Before adding a batch of thousand files for one project I would first
remove them. Common for all projects would be one "key" field by which I
would differentiate the projects, the query terms are so crafted that
key is always set as an AND field. They key has values like "project1"
and "project2".

Now my concern is: the more projects I add the more different fields
would come into play. I would not recreate the index from scratch as I'm
doing right now but I would only remove all documents with e.g. key
"project1" and add the new documents completely but not touching other
projects.

- From what I read from the documentation, as long as I would call
optimized() after every batch of change it should be ok.

2) Query boosting
Currently I was using query boosting extensive for the headings in HTML
documents, e.g. title:(term)^8 h1:(term)^7 ... h6:(term)^2
content:(term)^1 . I was wondering if this is actually necessary.
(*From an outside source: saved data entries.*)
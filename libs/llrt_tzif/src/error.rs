// Copyright Amazon.com, Inc. or its affiliates. All Rights Reserved.
// SPDX-License-Identifier: Apache-2.0

//! Errors returned while building or loading TZif data.

use crate::model::MAX_ZONES;

/// Error returned by [`encode`](crate::encode()) and [`decode`](crate::decode()).
///
/// Every variant is a recoverable input error. Decoding never panics on
/// corrupt input; anything structurally wrong is reported as [`Error::InvalidData`].
#[derive(Debug, Clone, PartialEq, Eq, thiserror::Error)]
pub enum Error {
    /// More than [`MAX_ZONES`] zones were supplied, or a decoded file holds more
    /// zones than can be re-encoded.
    #[error("too many zones ({count}), max is {max}", max = MAX_ZONES)]
    TooManyZones { count: usize },

    /// Neither zones nor an extend rule were supplied.
    #[error("either zones or extend string need to be present")]
    MissingZoneInformation,

    /// The transition count does not fit the 32-bit `timecnt` field.
    #[error("too many transitions ({count}), max is {}", u32::MAX)]
    TooManyTransitions { count: usize },

    /// Transition `index` does not start strictly after transition `index - 1`.
    #[error("transitions must be strictly increasing (transition {index})")]
    UnorderedTransitions { index: usize },

    /// Transition `index` selects a zone that does not exist.
    #[error("transition {index} refers to zone {zone_index}, but only {zones} zones are defined")]
    ZoneIndexOutOfRange {
        index: usize,
        zone_index: usize,
        zones: usize,
    },

    /// The interned designations need more than 255 bytes.
    #[error("time zone designations don't fit into limit, charcnt={charcnt}")]
    DesignationsTooLong { charcnt: usize },

    /// The input is not well-formed TZif data.
    #[error("invalid tzdata")]
    InvalidData,

    /// The version byte is not `0`, `'2'` or `'3'`.
    #[error("unsupported tzdata version {0:#04x}")]
    UnsupportedVersion(u8),

    /// A standard/wall or UT/local indicator is not 1.
    #[error("unsupported isstd/isut indicator values")]
    UnsupportedIndicatorValues,
}

pub type Result<T, E = Error> = std::result::Result<T, E>;

#[cfg(test)]
mod tests {
    use super::*;

    #[test]
    fn test_messages() {
        assert_eq!(
            Error::TooManyZones { count: 255 }.to_string(),
            "too many zones (255), max is 254"
        );
        assert_eq!(
            Error::UnsupportedVersion(b'4').to_string(),
            "unsupported tzdata version 0x34"
        );
        assert_eq!(
            Error::ZoneIndexOutOfRange {
                index: 1,
                zone_index: 3,
                zones: 2
            }
            .to_string(),
            "transition 1 refers to zone 3, but only 2 zones are defined"
        );
    }
}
The
number of existing h1 to h6 fields with content decreases with the
amount of documents. To give the fields title and h1, which are the most
used ones anyway, the highest importance, to I need the boost factor
here anyway or can I avoid them?

thanks for any answers,
- - Markus
-----BEGIN PGP SIGNATURE-----
Version: GnuPG v1.4.2.1 (MingW32)
Comment: Using GnuPG with Mozilla - http://enigmail.mozdev.org

iD8DBQFEAYD71nS0RcInK9ARAlA4AJ9hhocglnke6fGthZpjeKeoZA6dfACeJo/6
i8n5ZhbuY/ujzyT8vRY7vpg=
=GWZ8
-----END PGP SIGNATURE-----

---------------------------------------------------------------------
To unsubscribe, e-mail: java-user-unsubscribe@lucene.apache.org
For additional commands, e-mail: java-user-help@lucene.apache.org

Re: Different fields in the same and index and query boosting

Posted by Chris Hostetter <ho...@fucit.org>.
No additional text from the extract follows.